Division of Genome Biology, National Cancer Research Institute, Tokyo, Japan.
Nat Commun. 2023 May 26;14(1):3043. doi: 10.1038/s41467-023-38196-z.
Lung adenocarcinoma is the most common type of lung cancer. Known risk variants explain only a small fraction of lung adenocarcinoma heritability. Here, we conducted a two-stage genome-wide association study of lung adenocarcinoma of East Asian ancestry (21,658 cases and 150,676 controls; 54.5% never-smokers) and identified 12 novel susceptibility variants, bringing the total number to 28 at 25 independent loci. Transcriptome-wide association analyses together with colocalization studies using a Taiwanese lung expression quantitative trait loci dataset (n = 115) identified novel candidate genes, including FADS1 at 11q12 and ELF5 at 11p13. In a multi-ancestry meta-analysis of East Asian and European studies, four loci were identified at 2p11, 4q32, 16q23, and 18q12. At the same time, most of our findings in East Asian populations showed no evidence of association in European populations. In our studies drawn from East Asian populations, a polygenic risk score based on the 25 loci had a stronger association in never-smokers vs. individuals with a history of smoking (P = 0.0058). These findings provide new insights into the etiology of lung adenocarcinoma in individuals from East Asian populations, which could be important in developing translational applications.

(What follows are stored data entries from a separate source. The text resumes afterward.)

//! Project definition: the asset mix, techno-economic inputs and the
//! technical assumptions every pipeline stage reads from.

pub mod assumptions;
pub mod presets;

use enumset::{EnumSet, EnumSetType};
use rust_decimal::Decimal;
use rust_decimal_macros::dec;
use serde::{Deserialize, Serialize};

use crate::error::AppraisalError;
use crate::types::{Megawatts, Money, Rate};
use crate::AppraisalResult;

pub use assumptions::{GenerationProfile, ModelAssumptions, StorageProfile};
pub use presets::ProjectType;

/// An enabled asset capability.
#[derive(Debug, Serialize, Deserialize, EnumSetType)]
#[serde(rename_all = "snake_case")]
#[enumset(serialize_repr = "list")]
pub enum Technology {
    Solar,
    Wind,
    Storage,
}

impl Technology {
    pub fn is_generation(self) -> bool {
        !matches!(self, Technology::Storage)
    }
}

/// The set of technologies installed on the site.
pub type AssetMix = EnumSet<Technology>;

pub const DEFAULT_INFLATION_RATE: Rate = dec!(0.02);
pub const DEFAULT_LIFETIME_YEARS: u32 = 20;
pub const DEFAULT_TAX_RATE: Rate = dec!(0.18);
pub const DEFAULT_ARBITRAGE_SPREAD: Money = dec!(40);
pub const DEFAULT_ANNUAL_CYCLES: u32 = 300;
const MAX_LIFETIME_YEARS: u32 = 50;

/// Market and grid risks that derate the base case.
#[derive(Debug, Clone, Copy, Default, PartialEq, Eq, Serialize, Deserialize)]
pub struct RiskFlags {
    /// Imbalance penalties and negative settlement balances
    #[serde(default)]
    pub imbalance_penalty: bool,
    /// Grid connection delivered late, pushing commissioning back
    #[serde(default)]
    pub connection_delay: bool,
}

/// Techno-economic input record for one appraisal run.
#[derive(Debug, Clone, PartialEq, Serialize, Deserialize)]
pub struct ProjectConfiguration {
    #[serde(default, skip_serializing_if = "Option::is_none")]
    pub project_name: Option<String>,
    pub asset_mix: AssetMix,
    /// Installed generation capacity, applied to every generation technology in the mix
    #[serde(default)]
    pub generation_capacity_mw: Megawatts,
    #[serde(default)]
    pub storage_power_mw: Megawatts,
    #[serde(default)]
    pub storage_duration_hours: Decimal,
    /// CAPEX per MW of generation
    #[serde(default)]
    pub generation_capex_per_mw: Money,
    /// CAPEX per MWh of storage energy capacity
    #[serde(default)]
    pub storage_capex_per_mwh: Money,
    /// Fixed OPEX per installed MW (generation + storage) per year
    pub fixed_opex_per_mw_year: Money,
    /// Day-ahead wholesale price
    pub wholesale_price_per_mwh: Money,
    /// Net price captured per discharged MWh
    #[serde(default = "default_arbitrage_spread")]
    pub arbitrage_spread_per_mwh: Money,
    /// Availability payment per MW per available hour
    #[serde(default)]
    pub ancillary_price_per_mw_hour: Money,
    #[serde(default = "default_annual_cycles")]
    pub annual_cycles: u32,
    #[serde(default)]
    pub risks: RiskFlags,
    pub discount_rate: Rate,
    #[serde(default = "default_inflation_rate")]
    pub inflation_rate: Rate,
    #[serde(default = "default_lifetime_years")]
    pub lifetime_years: u32,
    #[serde(default = "default_tax_rate")]
    pub tax_rate: Rate,
    #[serde(default)]
    pub assumptions: ModelAssumptions,
}

fn default_arbitrage_spread() -> Money {
    DEFAULT_ARBITRAGE_SPREAD
}

fn default_annual_cycles() -> u32 {
    DEFAULT_ANNUAL_CYCLES
}

fn default_inflation_rate() -> Rate {
    DEFAULT_INFLATION_RATE
}

fn default_lifetime_years() -> u32 {
    DEFAULT_LIFETIME_YEARS
}

fn default_tax_rate() -> Rate {
    DEFAULT_TAX_RATE
}

impl ProjectConfiguration {
    pub fn has_storage(&self) -> bool {
        self.asset_mix.contains(Technology::Storage)
    }

    /// Generation technologies present in the mix, in declaration order.
    pub fn generation_technologies(&self) -> impl Iterator<Item = Technology> + '_ {
        self.asset_mix.iter().filter(|t| t.is_generation())
    }

    /// More than one technology installed.
    pub fn is_mixed(&self) -> bool {
        self.asset_mix.len() > 1
    }

    /// First year with production: 1, or later when the connection is delayed.
    pub fn commissioning_year(&self) -> u32 {
        if self.risks.connection_delay {
            1 + self.assumptions.connection_delay_years
        } else {
            1
        }
    }

    /// Number of yearly entries in every timeline array (years 0..=lifetime).
    pub fn horizon_len(&self) -> usize {
        self.lifetime_years as usize + 1
    }

    /// Installed storage energy capacity in MWh.
    pub fn storage_energy_mwh(&self) -> Decimal {
        self.storage_power_mw * self.storage_duration_hours
    }

    /// Total upfront capital expenditure, charged in year 0.
    pub fn total_capex(&self) -> Money {
        self.generation_capacity_mw * self.generation_capex_per_mw
            + self.storage_energy_mwh() * self.storage_capex_per_mwh
    }

    /// Reject nonsensical inputs before any simulation runs.
    pub fn validate(&self) -> AppraisalResult<()> {
        if self.asset_mix.is_empty() {
            return Err(AppraisalError::invalid(
                "asset_mix",
                "At least one technology must be selected",
            ));
        }

        let non_negative = [
            ("generation_capacity_mw", self.generation_capacity_mw),
            ("storage_power_mw", self.storage_power_mw),
            ("storage_duration_hours", self.storage_duration_hours),
            ("generation_capex_per_mw", self.generation_capex_per_mw),
            ("storage_capex_per_mwh", self.storage_capex_per_mwh),
            ("fixed_opex_per_mw_year", self.fixed_opex_per_mw_year),
            ("wholesale_price_per_mwh", self.wholesale_price_per_mwh),
            ("arbitrage_spread_per_mwh", self.arbitrage_spread_per_mwh),
            ("ancillary_price_per_mw_hour", self.ancillary_price_per_mw_hour),
        ];
        for (field, value) in non_negative {
            if value < Decimal::ZERO {
                return Err(AppraisalError::invalid(field, "Cannot be negative"));
            }
        }

        if self.generation_capacity_mw > Decimal::ZERO && self.generation_technologies().next().is_none() {
            return Err(AppraisalError::invalid(
                "generation_capacity_mw",
                "Generation capacity configured but no generation technology in the asset mix",
            ));
        }
        if self.storage_power_mw > Decimal::ZERO && !self.has_storage() {
            return Err(AppraisalError::invalid(
                "storage_power_mw",
                "Storage power configured but storage is not in the asset mix",
            ));
        }

        if self.discount_rate <= Decimal::ZERO || self.discount_rate >= Decimal::ONE {
            return Err(AppraisalError::invalid(
                "discount_rate",
                "Discount rate must be a fraction in (0, 1)",
            ));
        }
        if self.inflation_rate < Decimal::ZERO || self.inflation_rate >= Decimal::ONE {
            return Err(AppraisalError::invalid(
                "inflation_rate",
                "Inflation rate must be a fraction in [0, 1)",
            ));
        }
        if self.tax_rate < Decimal::ZERO || self.tax_rate >= Decimal::ONE {
            return Err(AppraisalError::invalid(
                "tax_rate",
                "Tax rate must be a fraction in [0, 1)",
            ));
        }

        self.assumptions.validate()?;

        if self.lifetime_years > MAX_LIFETIME_YEARS {
            return Err(AppraisalError::invalid(
                "lifetime_years",
                format!("Lifetime cannot exceed {MAX_LIFETIME_YEARS} years"),
            ));
        }
        if self.lifetime_years < self.commissioning_year() {
            return Err(AppraisalError::invalid(
                "lifetime_years",
                format!(
                    "Lifetime of {} years ends before commissioning in year {}",
                    self.lifetime_years,
                    self.commissioning_year()
                ),
            ));
        }

        Ok(())
    }
}

#[cfg(test)]
mod tests {
    use super::*;
    use enumset::enum_set;

    fn solar_config() -> ProjectConfiguration {
        ProjectType::Solar.default_configuration()
    }

    #[test]
    fn test_capex_solar_only() {
        let cfg = solar_config();
        assert_eq!(cfg.generation_capacity_mw, dec!(5));
        assert_eq!(cfg.total_capex(), dec!(2_750_000));
    }

    #[test]
    fn test_capex_with_storage() {
        let cfg = ProjectType::SolarStorage.default_configuration();
        // 5 * 550_000 + 2 MW * 2 h * 250_000
        assert_eq!(cfg.total_capex(), dec!(3_750_000));
    }

    #[test]
    fn test_commissioning_year() {
        let mut cfg = solar_config();
        assert_eq!(cfg.commissioning_year(), 1);
        cfg.risks.connection_delay = true;
        assert_eq!(cfg.commissioning_year(), 2);
    }

    #[test]
    fn test_mix_queries() {
        let mut cfg = solar_config();
        assert!(!cfg.is_mixed());
        assert!(!cfg.has_storage());
        cfg.asset_mix = enum_set!(Technology::Solar | Technology::Wind);
        assert!(cfg.is_mixed());
        let gens: Vec<Technology> = cfg.generation_technologies().collect();
        assert_eq!(gens, vec![Technology::Solar, Technology::Wind]);
    }

    #[test]
    fn test_validation_empty_mix() {
        let mut cfg = solar_config();
        cfg.asset_mix = EnumSet::empty();
        let err = cfg.validate().unwrap_err();
        assert!(err.to_string().contains("asset_mix"));
    }

    #[test]
    fn test_validation_negative_capacity() {
        let mut cfg = solar_config();
        cfg.generation_capacity_mw = dec!(-1);
        assert!(cfg.validate().is_err());
    }

    #[test]
    fn test_validation_discount_rate_bounds() {
        let mut cfg = solar_config();
        cfg.discount_rate = Decimal::ZERO;
        assert!(cfg.validate().is_err());
        cfg.discount_rate = dec!(-0.05);
        assert!(cfg.validate().is_err());
        cfg.discount_rate = Decimal::ONE;
        assert!(cfg.validate().is_err());
        cfg.discount_rate = dec!(0.12);
        assert!(cfg.validate().is_ok());
    }

    #[test]
    fn test_validation_storage_power_without_storage() {
        let mut cfg = solar_config();
        cfg.storage_power_mw = dec!(2);
        assert!(cfg.validate().is_err());
    }

    #[test]
    fn test_validation_generation_without_generation_technology() {
        let mut cfg = ProjectType::Storage.default_configuration();
        cfg.generation_capacity_mw = dec!(3);
        assert!(cfg.validate().is_err());
    }

    #[test]
    fn test_validation_lifetime_before_commissioning() {
        let mut cfg = solar_config();
        cfg.lifetime_years = 1;
        assert!(cfg.validate().is_ok());
        cfg.risks.connection_delay = true;
        assert!(cfg.validate().is_err());
    }

    #[test]
    fn test_minimal_json_uses_defaults() {
        let json = r#"{
            "asset_mix": ["solar"],
            "generation_capacity_mw": 5,
            "generation_capex_per_mw": 550000,
            "fixed_opex_per_mw_year": 12000,
            "wholesale_price_per_mwh": 80,
            "discount_rate": 0.12
        }"#;
        let cfg: ProjectConfiguration = serde_json::from_str(json).unwrap();
        assert_eq!(cfg.asset_mix, enum_set!(Technology::Solar));
        assert_eq!(cfg.lifetime_years, 20);
        assert_eq!(cfg.tax_rate, dec!(0.18));
        assert_eq!(cfg.inflation_rate, dec!(0.02));
        assert_eq!(cfg.annual_cycles, 300);
        assert!(!cfg.risks.imbalance_penalty);
        assert!(cfg.validate().is_ok());
    }
}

肺腺癌是最常见的肺癌类型。已知的风险变异体仅能解释肺腺癌遗传率的一小部分。在这里,我们对东亚血统的肺腺癌(21658 例病例和 150676 例对照;54.5%从不吸烟)进行了两阶段全基因组关联研究,确定了 12 个新的易感性变异体,使总数达到 25 个独立位点的 28 个。全转录组关联分析以及使用台湾肺表达数量性状基因座数据集(n=115)进行的共定位研究确定了新的候选基因,包括 11q12 上的 FADS1 和 11p13 上的 ELF5。在东亚和欧洲研究的多血统荟萃分析中,在 2p11、4q32、16q23 和 18q12 处确定了四个位点。同时,我们在东亚人群中的大多数发现结果在欧洲人群中没有关联证据。在我们来自东亚人群的研究中,基于 25 个位点的多基因风险评分在从不吸烟者与有吸烟史者(P=0.0058)之间具有更强的相关性。这些发现为东亚人群肺腺癌的病因学提供了新的见解,这可能对转化应用的发展很重要。